Le meurtre avait eu lieu hier soir et aucun journal, télévisé ou papier, n’en avait parlé, du moins aucun qu’il ait vu. Et Sullivan connaissait beaucoup de détails pour un simple témoin de passage. Avait-il parlé avec la police ? Ou bien...

- «Dites-moi, Walter, comment vous y êtes-vous pris pour connaître autant de détails de ce meurtre ?...»

Il avait posé cette question sans malice, par simple curiosité. Sullivan était-il passionné d’enquêtes policières ? Il s’était tourné vers le garçon, avec un sourire sur le visage et il attendait que Walter lui dise qu’il avait des connaissances dans la police, ou autre... Mais ce qu’il vit fut très différent... et inattendu...
Jusque-là, Sullivan avait affiché son sempiternel sourire absent et lointain, mais, au moment où Rick s’était tourné vers lui, ce sourire avait commencé à s’effacer... lentement, très lentement, comme au ralenti, le sourire de Sullivan fondit littéralement, laissant place à une expression que Rick ne lui avait jamais vu : de la contrariété d’abord, puis de la colère pure... Les yeux de Sullivan étaient plissés, ses sourcils légèrement froncés, son expression était terrifiante, tellement peu familière : Rick eu l’impression de se trouver devant quelqu’un d’autre... une personne qu’il avait mis dans une colère noire...
Les néons de l’entrepôt se mirent à clignoter par intermittence. Allons bon, le matériel pétait un câble, aussi ? C’en était trop. Sullivan, toujours avec son expression inquiétante, avait commencé à reculer dans un coin de la pièce... Rick laissa tomber le ballon, et les lumières s’éteignirent pour de bon. Tendant les bras devant lui, Rick Albert chercha la poignée de la porte en lançant des «Walter ?» hésitants de temps en temps.

Les lumières revinrent, mais elles étaient rouges. Sans doute le système de secours qui s’était mis en marche. Il se dirigea vers la porte, avec pour intention de signaler le problème au service de maintenance du centre commercial, mais sa main ne rencontra qu’un mur nu. Où était cette satanée porte ?! Et où était Sullivan ? Il ne voyait le garçon nulle part. Avait-il réussi à sortir pour chercher du secours ?...
Rick se mit à faire le tour du mur à tâtons pour trouver la poignée de la porte, mais force fut de consta-ter qu’il n’y avait plus de porte... Mais que se passait-il ici ?

Il entendit un faible bruit derrière lui ; un bruit de plastique. Il se retourna et regarda dans l’entrepôt. Le bruit venait des objets emballés dans le coin... Un rat dans son magasin ? Qui se promenait sûrement dans ses nouvelles acquisitions... Rick eut une expression dégoûtée. Quand tout à coup, un mouvement, bien trop perceptible pour être celui d’un simple rat, fit se bander instinctivement ses muscles.
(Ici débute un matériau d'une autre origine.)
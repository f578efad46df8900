//! The project tree, assembled from the flat tables of a document.
//!
//! The [`Tree`] knows nothing about XML. It walks the tables of a
//! [`RowStore`] in document order and creates one [`Node`] per row of every
//! table it recognises, registering each node with its parent as it goes.
//! Parents must therefore appear before their children; SISTEMA writes its
//! tables root first, so this holds for any document it produces.

use std::collections::HashMap;

use thiserror::Error;
use tracing::instrument;

use crate::{
    domain::node::{Node, NodeId, NodeKind, StateError},
    storage::{MissingAttribute, Oid, RowStore},
};

/// The project tree. Nodes are stored in creation order and refer to each
/// other by [`NodeId`].
#[derive(Debug)]
pub struct Tree<'s> {
    nodes: Vec<Node<'s>>,

    /// Lookup from row identifier to node.
    index: HashMap<&'s str, NodeId>,

    root: NodeId,
}

/// Errors that can occur when assembling the tree.
#[derive(Debug, Error, PartialEq, Eq)]
pub enum BuildError {
    /// A row names a parent that has not been created (it is missing, or
    /// appears later in the document).
    #[error("{oid} refers to parent {parent}, which does not precede it")]
    UnresolvedParent {
        /// The row whose parent is missing.
        oid: Oid,
        /// The identifier it names as parent.
        parent: String,
    },

    /// A row's parent is a node of the wrong kind.
    #[error("{oid} is a {kind} but its parent {parent} is a {found}")]
    UnexpectedParent {
        /// The row whose parent is of the wrong kind.
        oid: Oid,
        /// The kind of the row.
        kind: NodeKind,
        /// The identifier it names as parent.
        parent: Oid,
        /// The kind of that parent.
        found: NodeKind,
    },

    /// The document has no project row.
    #[error("the document contains no project")]
    MissingProject,

    /// The document has more than one project row.
    #[error("the document contains {0} projects, expected one")]
    MultipleProjects(usize),

    /// A row lacks its parent reference.
    #[error(transparent)]
    MissingAttribute(#[from] MissingAttribute),

    /// A row's derived state could not be determined.
    #[error("{oid}: {source}")]
    State {
        /// The offending row.
        oid: Oid,
        /// The underlying failure.
        source: StateError,
    },
}

impl<'s> Tree<'s> {
    /// Assembles the tree from a document.
    ///
    /// Tables that do not hold nodes (applied measures, libraries, and any
    /// table this crate does not know) are skipped.
    ///
    /// # Errors
    ///
    /// Returns an error if the document does not have exactly one project, a
    /// parent reference cannot be resolved or names a node of the wrong
    /// kind, or a row cannot be interpreted.
    #[instrument(skip(store))]
    pub fn build(store: &'s RowStore) -> Result<Self, BuildError> {
        let projects: usize = store
            .tables()
            .iter()
            .filter(|table| table.name() == NodeKind::Project.table())
            .map(|table| table.rows().len())
            .sum();
        match projects {
            0 => return Err(BuildError::MissingProject),
            1 => {}
            n => return Err(BuildError::MultipleProjects(n)),
        }

        let mut nodes: Vec<Node<'s>> = Vec::with_capacity(store.len());
        let mut index: HashMap<&'s str, NodeId> = HashMap::with_capacity(store.len());
        let mut root = None;

        for table in store.tables() {
            let Some(kind) = NodeKind::for_table(table.name()) else {
                tracing::debug!(table = table.name(), "skipping table");
                continue;
            };

            for row in table.rows() {
                let parent = match kind.parent_attribute() {
                    Some(attribute) => {
                        let reference = row.require(attribute)?;
                        let &id = index.get(reference).ok_or_else(|| {
                            BuildError::UnresolvedParent {
                                oid: row.oid().clone(),
                                parent: reference.to_string(),
                            }
                        })?;
                        let parent: &Node<'s> = &nodes[id.0];
                        if Some(parent.kind()) != kind.parent_kind() {
                            return Err(BuildError::UnexpectedParent {
                                oid: row.oid().clone(),
                                kind,
                                parent: parent.oid().clone(),
                                found: parent.kind(),
                            });
                        }
                        Some((id, parent))
                    }
                    None => None,
                };

                let node = Node::new(kind, row, parent).map_err(|source| BuildError::State {
                    oid: row.oid().clone(),
                    source,
                })?;

                let id = NodeId(nodes.len());
                if let Some(parent) = node.parent() {
                    nodes[parent.0].add_child(id);
                }
                if kind == NodeKind::Project {
                    root = Some(id);
                }
                index.insert(row.oid().as_str(), id);
                nodes.push(node);
            }
        }

        let root = root.ok_or(BuildError::MissingProject)?;
        tracing::info!(nodes = nodes.len(), "assembled project tree");

        Ok(Self { nodes, index, root })
    }

    /// The project node.
    #[must_use]
    pub const fn root(&self) -> NodeId {
        self.root
    }

    /// The node with the given id.
    ///
    /// # Panics
    ///
    /// Panics if the id belongs to a different tree.
    #[must_use]
    pub fn node(&self, id: NodeId) -> &Node<'s> {
        &self.nodes[id.0]
    }

    /// Finds the node of the row with the given identifier.
    #[must_use]
    pub fn find(&self, oid: &str) -> Option<NodeId> {
        self.index.get(oid).copied()
    }

    /// The nodes of the tree, in creation order.
    pub fn iter(&self) -> impl Iterator<Item = &Node<'s>> {
        self.nodes.iter()
    }

    /// The number of nodes in the tree.
    #[must_use]
    pub fn len(&self) -> usize {
        self.nodes.len()
    }

    /// Whether the tree has no nodes. A built tree always has its project.
    #[must_use]
    pub fn is_empty(&self) -> bool {
        self.nodes.is_empty()
    }
}
//! The safety function's PLr tab.
//!
//! The required performance level is either entered directly or read off
//! the risk graph from the severity, frequency and avoidance parameters.
//! Either way the resulting PLr is shown; the remaining fields belong to
//! exactly one of the two methods.

use crate::domain::{
    selection::{PlrMethod, Selection},
    Field, RenderError, Tab, TabContext,
};

use super::pl_letter;

const FIELDS: &[Field] = &[
    Field::untitled("plrdet").formatted(method),
    Field::new("Required Performance Level", "plr").formatted(pl_letter),
    // Direct entry.
    Field::new("Documentation", "plrdocumentation").shown_if(direct),
    Field::new("Document", "plrdocument").shown_if(direct),
    Field::new("Source", "plrstandard").shown_if(direct),
    Field::new("File", "plrstandardfile").shown_if(direct),
    // Risk graph.
    Field::new("Severity of injury", "riskparams")
        .formatted(severity)
        .shown_if(risk_graph),
    Field::new("Frequency and/or exposure times to hazard", "riskparamf")
        .formatted(frequency)
        .shown_if(risk_graph),
    Field::new("Possibility of avoiding hazard or limiting harm", "riskparamp")
        .formatted(avoidance)
        .shown_if(risk_graph),
    Field::new("Documentation", "plrgraphdocumentation").shown_if(risk_graph),
    Field::new("Document", "plrgraphdocument").shown_if(risk_graph),
];

/// The PLr tab of a safety function.
#[must_use]
pub fn tab() -> Tab {
    Tab::new("PLr", FIELDS)
}

fn selected(context: &TabContext<'_>) -> Result<PlrMethod, RenderError> {
    context.selection("plrdet")
}

fn direct(context: &TabContext<'_>) -> Result<bool, RenderError> {
    Ok(selected(context)? == PlrMethod::Direct)
}

fn risk_graph(context: &TabContext<'_>) -> Result<bool, RenderError> {
    Ok(selected(context)? == PlrMethod::RiskGraph)
}

fn method(_: &TabContext<'_>, raw: &str) -> Result<String, RenderError> {
    Ok(PlrMethod::decode(raw)?.label().to_string())
}

/// Risk graph parameters are stored as `0` for the severe branch (S2, F2,
/// P2) and `1` for the mild one.
fn risk_parameter(prefix: char, raw: &str) -> Result<String, RenderError> {
    let level = match raw {
        "0" => '2',
        "1" => '1',
        _ => {
            return Err(crate::domain::selection::UnknownSelection {
                selection: "risk graph parameter",
                code: raw.to_string(),
            }
            .into());
        }
    };
    Ok(format!("{prefix}{level}"))
}

fn severity(_: &TabContext<'_>, raw: &str) -> Result<String, RenderError> {
    risk_parameter('S', raw)
}

fn frequency(_: &TabContext<'_>, raw: &str) -> Result<String, RenderError> {
    risk_parameter('F', raw)
}

fn avoidance(_: &TabContext<'_>, raw: &str) -> Result<String, RenderError> {
    risk_parameter('P', raw)
}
L’un des mannequins bougeait. Il remuait doucement dans la semi-pénombre baignée de cette lumière rouge infernale, et, avec une lenteur surnaturelle, il se redressa... Ce n’était pas un de ses mannequins : c’était... une monstruosité.
La chose avait deux jambes, supportant un tronc et un morceau de poitrine : l’une des deux jambes était musclée et l’autre délicatement galbée... Lorsqu’elle se fut entièrement mis debout, Rick vit ce qui lui tenait lieu de tête : des bras, qui remuaient, qui se tendaient en avant, en arrière, dont les mains s’ouvraient et se fermaient, sortant du torse sans tête. A la lueur rouge des néons détraqués, Rick vit un liquide répugnant couler sur le corps en plastique de la chose... Non, pas du plastique, cela ressemblait à de la chair... de la chair en plastique... du sang qui brillait de façon obscène sur la poitrine masculine... Une telle perfection... pervertie de cette façon...
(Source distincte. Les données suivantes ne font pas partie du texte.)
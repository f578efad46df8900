//! Tabs: labelled groups of fields shown for a node.
//!
//! A [`Tab`] mirrors one tab of the SISTEMA user interface. It is a transient
//! view bound to a node's row while rendering, owning an ordered list of
//! [`Field`]s. Each field reads its raw value either from a row attribute
//! (optionally passed through a formatter) or from a computed-value function,
//! and may name a predicate that hides it. The mapping from field to
//! formatter or computation is fixed when the field table is defined.

use crate::{
    domain::{
        format::FormatError,
        node::Node,
        selection::{Selection, UnknownSelection},
    },
    storage::{MissingAttribute, NotFound, Row, RowStore},
};

/// Decides whether a tab or field is shown.
pub type Predicate = fn(&TabContext<'_>) -> Result<bool, RenderError>;

/// Converts a raw attribute value into its display string.
pub type Formatter = fn(&TabContext<'_>, &str) -> Result<String, RenderError>;

/// Produces a display string for a value that no single attribute holds.
pub type Computed = fn(&TabContext<'_>) -> Result<String, RenderError>;

/// Everything a predicate, formatter or computation may consult: the node
/// (its row and derived state) and the whole document for cross-table
/// lookups.
#[derive(Debug, Clone, Copy)]
pub struct TabContext<'a> {
    node: &'a Node<'a>,
    store: &'a RowStore,
}

impl<'a> TabContext<'a> {
    /// Binds a tab to a node.
    #[must_use]
    pub const fn new(node: &'a Node<'a>, store: &'a RowStore) -> Self {
        Self { node, store }
    }

    /// The node the tab is rendered for.
    #[must_use]
    pub const fn node(&self) -> &'a Node<'a> {
        self.node
    }

    /// The node's row.
    #[must_use]
    pub const fn row(&self) -> &'a Row {
        self.node.row()
    }

    /// The document the node was read from.
    #[must_use]
    pub const fn store(&self) -> &'a RowStore {
        self.store
    }

    /// Reads an attribute of the node's row.
    ///
    /// # Errors
    ///
    /// Returns [`RenderError::MissingAttribute`] if the row lacks it.
    pub fn attribute(&self, name: &str) -> Result<&'a str, RenderError> {
        Ok(self.row().require(name)?)
    }

    /// Reads and decodes an enumerated attribute of the node's row.
    ///
    /// # Errors
    ///
    /// Returns an error if the attribute is missing or holds an unknown code.
    pub fn selection<S: Selection>(&self, name: &str) -> Result<S, RenderError> {
        Ok(S::decode(self.attribute(name)?)?)
    }
}

/// Where a field's raw value comes from.
#[derive(Debug, Clone, Copy)]
pub enum Source {
    /// A row attribute, optionally passed through a formatter.
    Attribute {
        /// The attribute name.
        name: &'static str,
        /// The formatter applied to the raw value, if any.
        format: Option<Formatter>,
    },
    /// A value computed from the tab context.
    Computed {
        /// A name identifying the value, used in diagnostics.
        name: &'static str,
        /// The computation.
        compute: Computed,
    },
}

/// One line (or block of lines) of a tab.
#[derive(Debug, Clone, Copy)]
pub struct Field {
    title: Option<&'static str>,
    source: Source,
    show: Option<Predicate>,
}

impl Field {
    /// A titled field showing an attribute verbatim.
    #[must_use]
    pub const fn new(title: &'static str, attribute: &'static str) -> Self {
        Self {
            title: Some(title),
            source: Source::Attribute {
                name: attribute,
                format: None,
            },
            show: None,
        }
    }

    /// An untitled field showing an attribute, used for selections and
    /// free-form blocks such as checklists.
    #[must_use]
    pub const fn untitled(attribute: &'static str) -> Self {
        Self {
            title: None,
            source: Source::Attribute {
                name: attribute,
                format: None,
            },
            show: None,
        }
    }

    /// A field whose value is computed rather than read.
    #[must_use]
    pub const fn computed(
        title: Option<&'static str>,
        name: &'static str,
        compute: Computed,
    ) -> Self {
        Self {
            title,
            source: Source::Computed { name, compute },
            show: None,
        }
    }

    /// Passes the attribute value through a formatter.
    ///
    /// # Panics
    ///
    /// Panics if the field is computed. Field tables are constants, so the
    /// mistake surfaces at compile time.
    #[must_use]
    pub const fn formatted(self, format: Formatter) -> Self {
        let source = match self.source {
            Source::Attribute { name, .. } => Source::Attribute {
                name,
                format: Some(format),
            },
            Source::Computed { .. } => panic!("computed fields produce display values directly"),
        };
        Self { source, ..self }
    }

    /// Shows the field only when the predicate holds.
    #[must_use]
    pub const fn shown_if(self, show: Predicate) -> Self {
        Self {
            show: Some(show),
            ..self
        }
    }

    /// The title of the field, if it has one.
    #[must_use]
    pub const fn title(&self) -> Option<&'static str> {
        self.title
    }

    /// The attribute or computed-value name the field reads.
    #[must_use]
    pub const fn source_name(&self) -> &'static str {
        match self.source {
            Source::Attribute { name, .. } | Source::Computed { name, .. } => name,
        }
    }

    /// Whether the field is shown for the given context.
    ///
    /// # Errors
    ///
    /// Propagates errors from the field's predicate.
    pub fn is_shown(&self, context: &TabContext<'_>) -> Result<bool, RenderError> {
        self.show.map_or(Ok(true), |show| show(context))
    }

    /// Produces the display value of the field.
    ///
    /// # Errors
    ///
    /// Returns [`RenderError::MissingAttribute`] if the row lacks the
    /// attribute, or any error raised by the formatter or computation.
    pub fn value(&self, context: &TabContext<'_>) -> Result<String, RenderError> {
        match self.source {
            Source::Attribute { name, format } => {
                let raw = context.attribute(name)?;
                match format {
                    Some(format) => format(context, raw),
                    None => Ok(raw.to_string()),
                }
            }
            Source::Computed { compute, .. } => compute(context),
        }
    }

    /// Renders the field as `title: value`, or just the value when the field
    /// is untitled. Returns `None` for an untitled field with nothing to
    /// show.
    ///
    /// # Errors
    ///
    /// Propagates errors from [`Field::value`].
    pub fn render(&self, context: &TabContext<'_>) -> Result<Option<String>, RenderError> {
        let value = self.value(context)?;
        Ok(match self.title {
            Some(title) => Some(format!("{title}: {value}")),
            None if value.is_empty() => None,
            None => Some(value),
        })
    }
}

/// A labelled group of fields.
#[derive(Debug, Clone)]
pub struct Tab {
    name: &'static str,
    fields: Vec<Field>,
    show: Option<Predicate>,
}

impl Tab {
    /// Left border of a tab title.
    pub const BORDER_LEFT: char = '│';
    /// Corner below a tab title.
    pub const BORDER_CORNER: char = '└';
    /// Rule below a tab title.
    pub const BORDER_BOTTOM: char = '─';

    /// A tab that is always shown.
    #[must_use]
    pub fn new(name: &'static str, fields: impl Into<Vec<Field>>) -> Self {
        Self {
            name,
            fields: fields.into(),
            show: None,
        }
    }

    /// Shows the tab only when the predicate holds.
    #[must_use]
    pub fn shown_if(mut self, show: Predicate) -> Self {
        self.show = Some(show);
        self
    }

    /// The tab name, as shown in its title.
    #[must_use]
    pub const fn name(&self) -> &'static str {
        self.name
    }

    /// Whether the tab is shown for the given context.
    ///
    /// # Errors
    ///
    /// Propagates errors from the tab's predicate.
    pub fn is_shown(&self, context: &TabContext<'_>) -> Result<bool, RenderError> {
        self.show.map_or(Ok(true), |show| show(context))
    }

    /// Renders the lines of every visible field.
    ///
    /// # Errors
    ///
    /// Propagates the first error raised by a field.
    pub fn render_fields(&self, context: &TabContext<'_>) -> Result<Vec<String>, RenderError> {
        let mut lines = Vec::new();
        for field in &self.fields {
            if !field.is_shown(context)? {
                continue;
            }
            if let Some(line) = field.render(context)? {
                lines.push(line);
            }
        }
        Ok(lines)
    }

    /// Renders the tab: a bordered title underlined to `rule_width`,
    /// followed by its visible fields.
    ///
    /// # Errors
    ///
    /// Propagates the first error raised by a field.
    pub fn render(
        &self,
        context: &TabContext<'_>,
        rule_width: usize,
    ) -> Result<String, RenderError> {
        let mut lines = vec![
            format!("{} {}", Self::BORDER_LEFT, self.name),
            format!(
                "{}{}",
                Self::BORDER_CORNER,
                Self::BORDER_BOTTOM.to_string().repeat(rule_width)
            ),
        ];
        lines.extend(self.render_fields(context)?);
        Ok(lines.join("\n"))
    }
}

/// Errors that can occur while rendering tabs.
#[derive(Debug, thiserror::Error, PartialEq, Eq)]
pub enum RenderError {
    /// A field names an attribute the row does not have. Field tables and
    /// the document format must agree, so this is a configuration defect.
    #[error("configuration defect: {0}")]
    MissingAttribute(#[from] MissingAttribute),

    /// A referenced row does not exist.
    #[error(transparent)]
    NotFound(#[from] NotFound),

    /// An enumerated attribute holds an unknown code.
    #[error(transparent)]
    Selection(#[from] UnknownSelection),

    /// An attribute value could not be decoded.
    #[error("row {oid}: {source}")]
    Format {
        /// The row being rendered.
        oid: String,
        /// The decoding failure.
        source: FormatError,
    },
}

impl RenderError {
    /// Attaches the row being rendered to a decoding failure.
    #[must_use]
    pub fn format(context: &TabContext<'_>, source: FormatError) -> Self {
        Self::Format {
            oid: context.node().oid().to_string(),
            source,
        }
    }
}

/// Extension for attaching the current row to decoding failures.
pub trait FormatResultExt<T> {
    /// Converts a [`FormatError`] into a [`RenderError`] naming the row.
    ///
    /// # Errors
    ///
    /// Returns the converted error.
    fn in_row(self, context: &TabContext<'_>) -> Result<T, RenderError>;
}

impl<T> FormatResultExt<T> for Result<T, FormatError> {
    fn in_row(self, context: &TabContext<'_>) -> Result<T, RenderError> {
        self.map_err(|source| RenderError::format(context, source))
    }
}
La chose fit un pas en avant, mal assurée sur ses jambes flageolantes, comme un nouveau-né. Rick recula brusquement en se jetant sur le mur. Cela avançait vers lui, inexorablement, et les mains se tendaient vers lui, comme pour l’agripper... Mais la chose ne le voyait pas : elle avançait au hasard, au milieu des balles emballées qui jonchaient le sol. Du sang se répandait par terre à chaque nouveau pas de la créature. Avisant un linéaire sur le mur à côté de lui, Rick saisit la première chose qu’il y trouva : une batte de baseball... Il se mit en posi-tion, comme il l’avait appris, cette position qui lui avait permis de rapporter plusieurs médailles à son équipe quand il était au collège : il était bien décidé à envoyer sa batte dans cette chose affreuse dès qu’elle serait à portée. Mais où frapper ? Elle n’avait pas de tête...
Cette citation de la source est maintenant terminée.